Oceans of Debt

Drowning in Air

JD and Bob slumped against the battered bean bags in the corner of the tiny catholic school library/media center, eyes skimming the stacks with feigned interest. They’d already finished their research assignment on the life cycle of butterflies, an unfortunately repetitive process after weeks of dissecting poor insect lives. It always started with an egg, hatched into a caterpillar, and bloomed into… yeah, yeah. They got it.

“This is a waste of time,” Bob grumbled, tossing the book he’d been flipping through aside. “I bet I could catch ten live butterflies for extra credit by lunch.”

JD gave a bored shrug. “I’d hate to count on Sister Jahoosalotta being impressed by some dead bugs glued to a poster board.”

Bob gave the sky outside a wistful look. “Can you imagine if the air just… well, turned to water?”

“What?” JD said, momentarily diverted from his attempt to balance a pencil on his upper lip.

“The sky, dude,” Bob gestured grandly. “Poof. Clouds go soggy, and then SPLASH! We’d be swimming through class. Can you see Jahoosalotta’s face?” He giggled, the thought conjuring images of their stern-faced librarian gulping like a startled goldfish.

Despite the ridiculous scenario, a shiver ran down JD’s spine. He forced a laugh, focusing on the balancing pencil. “That’s just dumb, Bob.”

That night, the joke seemed less funny.
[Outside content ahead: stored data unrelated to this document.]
//! Typed views over collected component records.
//!
//! Built once from [`CollectedData`] and read-only afterwards. Lookups are
//! linear scans that compare identity values as strings, so `"07"` and `"7"`
//! are different identifiers.

use crate::{
    collector::CollectedData,
    component::{fields, ComponentKind, ComponentRecord},
};

/// Inbound route: DID (+ optional caller-ID filter) to first destination
#[derive(Debug, Clone, PartialEq, Eq)]
pub struct InboundRoute {
    pub did: String,
    pub cid: String,
    pub description: String,
    pub destination: String,
    pub alert_info: String,
    pub cid_prefix: String,
    pub moh_class: String,
}

impl InboundRoute {
    pub fn from_record(record: &ComponentRecord) -> Self {
        Self {
            did: record.string(fields::DID),
            cid: record.string(fields::CID),
            description: record.string(fields::DESCRIPTION),
            destination: record.string(fields::DESTINATION),
            alert_info: record.string(fields::ALERT_INFO),
            cid_prefix: record.string(fields::PREFIX),
            moh_class: record.string(fields::MOH),
        }
    }

    /// Header text for the DID; blank DIDs match any number
    pub fn did_label(&self) -> String {
        if self
            .did
            .is_empty()
        {
            "Any DID".to_string()
        } else {
            self.did
                .clone()
        }
    }
}

/// Which kind of schedule a time condition checks
#[derive(Debug, Clone, Copy, PartialEq, Eq)]
pub enum TimeConditionMode {
    TimeGroup,
    CalendarGroup,
    Unknown,
}

impl TimeConditionMode {
    pub fn parse(raw: &str) -> Self {
        let raw = raw.to_ascii_lowercase();
        if raw.contains("calendar") {
            TimeConditionMode::CalendarGroup
        } else if raw.contains("time") {
            TimeConditionMode::TimeGroup
        } else {
            TimeConditionMode::Unknown
        }
    }
}

#[derive(Debug, Clone, PartialEq, Eq)]
pub struct TimeCondition {
    pub id: String,
    pub name: String,
    pub mode: TimeConditionMode,
    pub true_dest: String,
    pub false_dest: String,
    pub time_group: String,
}

impl TimeCondition {
    pub fn from_record(record: &ComponentRecord) -> Self {
        Self {
            id: record.string(fields::ID),
            name: record.string(fields::NAME),
            mode: TimeConditionMode::parse(record.text(fields::MODE)),
            true_dest: record.string(fields::TRUE_DEST),
            false_dest: record.string(fields::FALSE_DEST),
            time_group: record.string(fields::TIME_GROUP),
        }
    }
}

#[derive(Debug, Clone, PartialEq, Eq)]
pub struct Extension {
    pub extension: String,
    pub name: String,
    pub voicemail: String,
    pub outbound_cid: String,
}

impl Extension {
    pub fn from_record(record: &ComponentRecord) -> Self {
        Self {
            extension: record.string(fields::EXTENSION),
            name: record.string(fields::NAME),
            voicemail: record.string(fields::VOICEMAIL),
            outbound_cid: record.string(fields::OUTBOUND_CID),
        }
    }
}

/// One entry of a ring-group or follow-me list
#[derive(Debug, Clone, PartialEq, Eq)]
pub enum GroupMember {
    Extension(String),
    /// Numbers with a trailing `#` are dialled out, not rung locally
    External(String),
}

/// Split a member list such as `410-411-412` or `410,5551234#`
pub fn parse_members(raw: &str) -> Vec<GroupMember> {
    raw.split(|c: char| c == '-' || c == ',' || c == '|' || c.is_whitespace())
        .map(str::trim)
        .filter(|s| !s.is_empty())
        .map(|s| match s.strip_suffix('#') {
            Some(number) => GroupMember::External(number.to_string()),
            None => GroupMember::Extension(s.to_string()),
        })
        .collect()
}

#[derive(Debug, Clone, PartialEq, Eq)]
pub struct RingGroup {
    pub number: String,
    pub description: String,
    pub strategy: String,
    pub members: Vec<GroupMember>,
    pub ring_time: String,
    pub failover: String,
    pub moh: String,
}

impl RingGroup {
    pub fn from_record(record: &ComponentRecord) -> Self {
        Self {
            number: record.string(fields::GROUP),
            description: record.string(fields::DESCRIPTION),
            strategy: record.string(fields::STRATEGY),
            members: parse_members(record.text(fields::MEMBERS)),
            ring_time: record.string(fields::RING_TIME),
            failover: record.string(fields::FAILOVER),
            moh: record.string(fields::MOH),
        }
    }
}

#[derive(Debug, Clone, PartialEq, Eq)]
pub struct IvrMenu {
    pub id: String,
    pub name: String,
    pub description: String,
    pub announcement: String,
    pub timeout_dest: String,
    pub invalid_dest: String,
}

impl IvrMenu {
    pub fn from_record(record: &ComponentRecord) -> Self {
        Self {
            id: record.string(fields::ID),
            name: record.string(fields::NAME),
            description: record.string(fields::DESCRIPTION),
            announcement: record.string(fields::ANNOUNCEMENT),
            timeout_dest: record.string(fields::TIMEOUT_DEST),
            invalid_dest: record.string(fields::INVALID_DEST),
        }
    }
}

#[derive(Debug, Clone, PartialEq, Eq)]
pub struct IvrOption {
    pub ivr_id: String,
    pub selection: String,
    pub destination: String,
}

impl IvrOption {
    pub fn from_record(record: &ComponentRecord) -> Self {
        Self {
            ivr_id: record.string(fields::IVR_ID),
            selection: record.string(fields::SELECTION),
            destination: record.string(fields::DESTINATION),
        }
    }
}

#[derive(Debug, Clone, PartialEq, Eq)]
pub struct Queue {
    pub extension: String,
    pub description: String,
    pub strategy: String,
}

impl Queue {
    pub fn from_record(record: &ComponentRecord) -> Self {
        Self {
            extension: record.string(fields::EXTENSION),
            description: record.string(fields::DESCRIPTION),
            strategy: record.string(fields::STRATEGY),
        }
    }
}

#[derive(Debug, Clone, PartialEq, Eq)]
pub struct Announcement {
    pub id: String,
    pub description: String,
    pub filename: String,
}

impl Announcement {
    pub fn from_record(record: &ComponentRecord) -> Self {
        Self {
            id: record.string(fields::ID),
            description: record.string(fields::DESCRIPTION),
            filename: record.string(fields::FILENAME),
        }
    }
}

#[derive(Debug, Clone, PartialEq, Eq)]
pub struct Trunk {
    pub id: String,
    pub name: String,
    pub tech: String,
    pub outbound_cid: String,
    pub disabled: bool,
}

impl Trunk {
    pub fn from_record(record: &ComponentRecord) -> Self {
        Self {
            id: record.string(fields::ID),
            name: record.string(fields::NAME),
            tech: record.string(fields::TECH),
            outbound_cid: record.string(fields::OUTBOUND_CID),
            disabled: matches!(
                record
                    .text(fields::DISABLED)
                    .to_ascii_lowercase()
                    .as_str(),
                "on" | "yes" | "1" | "true"
            ),
        }
    }
}

/// Set-Caller-ID rule: rewrite templates plus where the call goes next
#[derive(Debug, Clone, PartialEq, Eq)]
pub struct CallerIdRule {
    pub id: String,
    pub description: String,
    pub cid_name: String,
    pub cid_num: String,
    pub destination: String,
}

impl CallerIdRule {
    pub fn from_record(record: &ComponentRecord) -> Self {
        // templates keep their spaces: "Night: ${CALLERID(name)}"
        Self {
            id: record.string(fields::ID),
            description: record.string(fields::DESCRIPTION),
            cid_name: record
                .get(fields::CID_NAME)
                .unwrap_or("")
                .to_string(),
            cid_num: record
                .get(fields::CID_NUM)
                .unwrap_or("")
                .to_string(),
            destination: record.string(fields::DESTINATION),
        }
    }
}

#[derive(Debug, Clone, PartialEq, Eq)]
pub struct MiscDestination {
    pub id: String,
    pub description: String,
    pub dial: String,
}

impl MiscDestination {
    pub fn from_record(record: &ComponentRecord) -> Self {
        Self {
            id: record.string(fields::ID),
            description: record.string(fields::DESCRIPTION),
            dial: record.string(fields::DIAL),
        }
    }
}

#[derive(Debug, Clone, PartialEq, Eq)]
pub struct Conference {
    pub extension: String,
    pub description: String,
}

impl Conference {
    pub fn from_record(record: &ComponentRecord) -> Self {
        Self {
            extension: record.string(fields::EXTENSION),
            description: record.string(fields::DESCRIPTION),
        }
    }
}

#[derive(Debug, Clone, PartialEq, Eq)]
pub struct FollowMe {
    pub group: String,
    pub strategy: String,
    pub members: Vec<GroupMember>,
    pub failover: String,
}

impl FollowMe {
    pub fn from_record(record: &ComponentRecord) -> Self {
        Self {
            group: record.string(fields::GROUP),
            strategy: record.string(fields::STRATEGY),
            members: parse_members(record.text(fields::MEMBERS)),
            failover: record.string(fields::FAILOVER),
        }
    }
}

/// All typed components of one PBX
#[derive(Debug, Clone, Default, PartialEq, Eq)]
pub struct PbxModel {
    pub inbound_routes: Vec<InboundRoute>,
    pub time_conditions: Vec<TimeCondition>,
    pub extensions: Vec<Extension>,
    pub ring_groups: Vec<RingGroup>,
    pub ivr_menus: Vec<IvrMenu>,
    pub ivr_options: Vec<IvrOption>,
    pub queues: Vec<Queue>,
    pub announcements: Vec<Announcement>,
    pub trunks: Vec<Trunk>,
    pub caller_id_rules: Vec<CallerIdRule>,
    pub misc_destinations: Vec<MiscDestination>,
    pub conferences: Vec<Conference>,
    pub follow_me: Vec<FollowMe>,
}

fn typed<T>(data: &CollectedData, kind: ComponentKind, f: fn(&ComponentRecord) -> T) -> Vec<T> {
    data.records(kind)
        .iter()
        .map(f)
        .collect()
}

impl PbxModel {
    pub fn from_collected(data: &CollectedData) -> Self {
        Self {
            inbound_routes: typed(data, ComponentKind::InboundRoutes, InboundRoute::from_record),
            time_conditions: typed(data, ComponentKind::TimeConditions, TimeCondition::from_record),
            extensions: typed(data, ComponentKind::Extensions, Extension::from_record),
            ring_groups: typed(data, ComponentKind::RingGroups, RingGroup::from_record),
            ivr_menus: typed(data, ComponentKind::IvrMenus, IvrMenu::from_record),
            ivr_options: typed(data, ComponentKind::IvrOptions, IvrOption::from_record),
            queues: typed(data, ComponentKind::Queues, Queue::from_record),
            announcements: typed(data, ComponentKind::Announcements, Announcement::from_record),
            trunks: typed(data, ComponentKind::Trunks, Trunk::from_record),
            caller_id_rules: typed(data, ComponentKind::CallerIdRules, CallerIdRule::from_record),
            misc_destinations: typed(
                data,
                ComponentKind::MiscDestinations,
                MiscDestination::from_record,
            ),
            conferences: typed(data, ComponentKind::Conferences, Conference::from_record),
            follow_me: typed(data, ComponentKind::FollowMe, FollowMe::from_record),
        }
    }

    /// First inbound route whose DID equals `did`
    pub fn inbound_route(&self, did: &str) -> Option<&InboundRoute> {
        self.inbound_routes
            .iter()
            .find(|r| r.did == did)
    }

    pub fn time_condition(&self, id: &str) -> Option<&TimeCondition> {
        self.time_conditions
            .iter()
            .find(|t| t.id == id)
    }

    pub fn extension(&self, extension: &str) -> Option<&Extension> {
        self.extensions
            .iter()
            .find(|e| e.extension == extension)
    }

    pub fn ring_group(&self, number: &str) -> Option<&RingGroup> {
        self.ring_groups
            .iter()
            .find(|g| g.number == number)
    }

    pub fn ivr_menu(&self, id: &str) -> Option<&IvrMenu> {
        self.ivr_menus
            .iter()
            .find(|m| m.id == id)
    }

    /// Options of one IVR in collected order
    pub fn ivr_options(&self, ivr_id: &str) -> impl Iterator<Item = &IvrOption> {
        let ivr_id = ivr_id.to_string();
        self.ivr_options
            .iter()
            .filter(move |o| o.ivr_id == ivr_id)
    }

    pub fn queue(&self, extension: &str) -> Option<&Queue> {
        self.queues
            .iter()
            .find(|q| q.extension == extension)
    }

    pub fn announcement(&self, id: &str) -> Option<&Announcement> {
        self.announcements
            .iter()
            .find(|a| a.id == id)
    }

    pub fn caller_id_rule(&self, id: &str) -> Option<&CallerIdRule> {
        self.caller_id_rules
            .iter()
            .find(|r| r.id == id)
    }

    pub fn misc_destination(&self, id: &str) -> Option<&MiscDestination> {
        self.misc_destinations
            .iter()
            .find(|m| m.id == id)
    }

    pub fn conference(&self, extension: &str) -> Option<&Conference> {
        self.conferences
            .iter()
            .find(|c| c.extension == extension)
    }

    pub fn follow_me(&self, group: &str) -> Option<&FollowMe> {
        self.follow_me
            .iter()
            .find(|f| f.group == group)
    }
}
Sleep, when it finally came, was a dark, suffocating tide. JD bobbed in a swirling ocean, eyes straining against the murky depth. His lungs heaved, searching for air. Each desperate, useless breath brought only thick, liquid panic into his body. He never really learned how to swim, so was terrified of the water, something his friend didn’t really know.

JD was drowning, thrashing. Wait this wasn’t a dream. He had to get out. Then a burst of light – a hand reaching for his. Panic and darkness battled for control. JD clawed his way back up, gasping and choking. Water poured from his open mouth. He struggled and battered uselessly against his bedroom window.

As the darkness faded to black, a figure leaned over him, a halo of brilliant sunshine outlining a familiar face.

“Breathe, JD,” Bob’s voice broke through the fog in his brain. “You’re okay.”

JD blinked, the dream clinging to him. It didn’t make any sense. It was cold, and he was outside. Beneath him the hard surface of the ship gave him little comfort. He had no idea where he was.

“That was close! I almost thought I lost you” Bob pulled JD to his feet, eyes narrowed with concern. “You were going crazy…thrashing and everything. Luckily we got here when we did.”

He stared at Bob, an eerie sense of unreality settling over him. JD was standing on a ship, looking out over an endlessly dark expanse of water. Spheres the size of hot air balloons hung suspended in the dark sky. They floated slowly, lazily, casting impossibly distorted reflections of the world below.

JD looked at his palms, his arms. Soaked. He tried to dismiss a flicker of his fading nightmare, but a terrible thought bloomed – What if a joke could come true?

On the deck below, two more faces watched in confusion as JD finally stepped out onto the balcony. An elderly man in flowing yellow robes, his white hair and beard striking against his weathered features, stood silently beside a lean, powerful figure – an Asian man, impossibly chiseled face frozen in an expression of tense focus. JD blinked, then blinked again. The Asian man looked…familiar, like someone from a movie.

Then it struck him.

That face. That stance.

It was Bruce Lee.

Fists of Fury

Bob’s shriek shattered the eerie quiet. “Oh man. Oh man. That’s Kwai Chang Caine from, like, Kung Fu. And Bruce Lee! Our Dad’s are NOT going to believe–”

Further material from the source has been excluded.